# [Prompt]
Beneath this instruction is a block of data; output from it exactly the lines that run from the one containing "pub fn validate_difficulty(level: &str)" through the one containing "pub fn validate_answer_option(answer: &str)", inclusive.

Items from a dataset

◆ ◆ ◆

//! Input validation shared by registration, profile edits and the survey.

use std::sync::OnceLock;

use regex::Regex;
use thiserror::Error;

use crate::response::AppError;

pub const MIN_USERNAME_LEN: usize = 3;
pub const MIN_PASSWORD_LEN: usize = 12;
pub const MAX_FEEDBACK_LEN: usize = 1000;

pub const DIFFICULTY_LEVELS: [&str; 3] = ["easy", "medium", "hard"];

static EMAIL_RE: OnceLock<Regex> = OnceLock::new();
static USERNAME_RE: OnceLock<Regex> = OnceLock::new();

#[derive(Debug, Error, PartialEq, Eq)]
pub enum ValidationError {
    #[error("Invalid email format")]
    Email,
    #[error("Username must be at least {MIN_USERNAME_LEN} characters long")]
    UsernameTooShort,
    #[error("Username can only contain letters, numbers, and underscores")]
    UsernameCharacters,
    #[error("Password must be at least {MIN_PASSWORD_LEN} characters long")]
    PasswordTooShort,
    #[error("Password must contain at least one uppercase letter")]
    PasswordUppercase,
    #[error("Password must contain at least one lowercase letter")]
    PasswordLowercase,
    #[error("Password must contain at least one number")]
    PasswordDigit,
    #[error("Rating must be between 1 and 5")]
    Rating,
    #[error("Feedback must be at most {MAX_FEEDBACK_LEN} characters")]
    FeedbackTooLong,
    #[error("Difficulty must be one of easy, medium, hard")]
    Difficulty,
    #[error("Answer must be one of a, b, c, d")]
    AnswerOption,
    #[error("{0} is required")]
    Required(&'static str),
}

impl From<ValidationError> for AppError {
    fn from(err: ValidationError) -> Self {
        AppError::validation(err.to_string())
    }
}

fn email_re() -> &'static Regex {
    EMAIL_RE.get_or_init(|| {
        Regex::new(r"^[a-zA-Z0-9._%+-]+@[a-zA-Z0-9.-]+\.[a-zA-Z]{2,}$")
            .unwrap_or_else(|err| panic!("email pattern: {err}"))
    })
}

fn username_re() -> &'static Regex {
    USERNAME_RE.get_or_init(|| {
        Regex::new(r"^[a-zA-Z0-9_]+$").unwrap_or_else(|err| panic!("username pattern: {err}"))
    })
}

pub fn validate_email(email: &str) -> Result<(), ValidationError> {
    if email_re().is_match(email) {
        Ok(())
    } else {
        Err(ValidationError::Email)
    }
}

pub fn validate_username(username: &str) -> Result<(), ValidationError> {
    if username.chars().count() < MIN_USERNAME_LEN {
        return Err(ValidationError::UsernameTooShort);
    }
    if !username_re().is_match(username) {
        return Err(ValidationError::UsernameCharacters);
    }
    Ok(())
}

pub fn validate_password(password: &str) -> Result<(), ValidationError> {
    if password.chars().count() < MIN_PASSWORD_LEN {
        return Err(ValidationError::PasswordTooShort);
    }
    if !password.chars().any(|c| c.is_ascii_uppercase()) {
        return Err(ValidationError::PasswordUppercase);
    }
    if !password.chars().any(|c| c.is_ascii_lowercase()) {
        return Err(ValidationError::PasswordLowercase);
    }
    if !password.chars().any(|c| c.is_ascii_digit()) {
        return Err(ValidationError::PasswordDigit);
    }
    Ok(())
}

/// Strips characters that could break out of HTML attributes and trims.
pub fn sanitize_input(value: &str) -> String {
    value
        .chars()
        .filter(|c| !matches!(c, '<' | '>' | '"' | '\''))
        .collect::<String>()
        .trim()
        .to_string()
}

pub fn validate_rating(rating: i64) -> Result<(), ValidationError> {
    if (1..=5).contains(&rating) {
        Ok(())
    } else {
        Err(ValidationError::Rating)
    }
}

pub fn validate_feedback(text: &str) -> Result<(), ValidationError> {
    if text.chars().count() > MAX_FEEDBACK_LEN {
        Err(ValidationError::FeedbackTooLong)
    } else {
        Ok(())
    }
}

pub fn validate_difficulty(level: &str) -> Result<String, ValidationError> {
    let normalized = level.trim().to_ascii_lowercase();
    if DIFFICULTY_LEVELS.contains(&normalized.as_str()) {
        Ok(normalized)
    } else {
        Err(ValidationError::Difficulty)
    }
}

pub fn validate_answer_option(answer: &str) -> Result<String, ValidationError> {
    let normalized = answer.trim().to_ascii_lowercase();
    match normalized.as_str() {
        "a" | "b" | "c" | "d" => Ok(normalized),
        _ => Err(ValidationError::AnswerOption),
    }
}

pub fn required<'a>(value: Option<&'a str>, field: &'static str) -> Result<&'a str, ValidationError> {
    match value.map(str::trim) {
        Some(v) if !v.is_empty() => Ok(v),
        _ => Err(ValidationError::Required(field)),
    }
}

#[cfg(test)]
mod tests {
    use super::*;

    #[test]
    fn email_format() {
        assert!(validate_email("learner@example.edu").is_ok());
        assert!(validate_email("first.last+tag@mail.co").is_ok());
        assert_eq!(validate_email("no-at-sign.com"), Err(ValidationError::Email));
        assert_eq!(validate_email("a@b.c"), Err(ValidationError::Email));
    }

    #[test]
    fn username_rules() {
        assert!(validate_username("learner_01").is_ok());
        assert_eq!(validate_username("ab"), Err(ValidationError::UsernameTooShort));
        assert_eq!(
            validate_username("has space"),
            Err(ValidationError::UsernameCharacters)
        );
    }

    #[test]
    fn password_strength() {
        assert!(validate_password("CorrectHorse42").is_ok());
        assert_eq!(validate_password("Short1A"), Err(ValidationError::PasswordTooShort));
        assert_eq!(
            validate_password("alllowercase123"),
            Err(ValidationError::PasswordUppercase)
        );
        assert_eq!(
            validate_password("ALLUPPERCASE123"),
            Err(ValidationError::PasswordLowercase)
        );
        assert_eq!(
            validate_password("NoDigitsAtAllHere"),
            Err(ValidationError::PasswordDigit)
        );
    }

    #[test]
    fn sanitize_strips_markup_characters() {
        assert_eq!(
            sanitize_input("  <b>\"great\" course</b>  "),
            "bgreat course/b"
        );
        assert_eq!(sanitize_input("it's fine"), "its fine");
    }

    #[test]
    fn survey_fields() {
        assert!(validate_rating(1).is_ok());
        assert!(validate_rating(5).is_ok());
        assert_eq!(validate_rating(0), Err(ValidationError::Rating));
        assert_eq!(validate_rating(6), Err(ValidationError::Rating));
        assert!(validate_feedback(&"x".repeat(1000)).is_ok());
        assert_eq!(
            validate_feedback(&"x".repeat(1001)),
            Err(ValidationError::FeedbackTooLong)
        );
        assert_eq!(validate_difficulty(" Hard ").as_deref(), Ok("hard"));
        assert!(validate_difficulty("extreme").is_err());
    }

    #[test]
    fn answer_options_are_case_insensitive() {
        assert_eq!(validate_answer_option("C").as_deref(), Ok("c"));
        assert_eq!(validate_answer_option("e"), Err(ValidationError::AnswerOption));
    }

    #[test]
    fn required_rejects_blank() {
        assert_eq!(required(Some("  x "), "name"), Ok("x"));
        assert_eq!(required(Some("   "), "name"), Err(ValidationError::Required("name")));
        assert_eq!(required(None, "name"), Err(ValidationError::Required("name")));
    }
}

◆ ◆ ◆

# [Exercise response]
pub fn validate_difficulty(level: &str) -> Result<String, ValidationError> {
    let normalized = level.trim().to_ascii_lowercase();
    if DIFFICULTY_LEVELS.contains(&normalized.as_str()) {
        Ok(normalized)
    } else {
        Err(ValidationError::Difficulty)
    }
}

pub fn validate_answer_option(answer: &str) -> Result<String, ValidationError> {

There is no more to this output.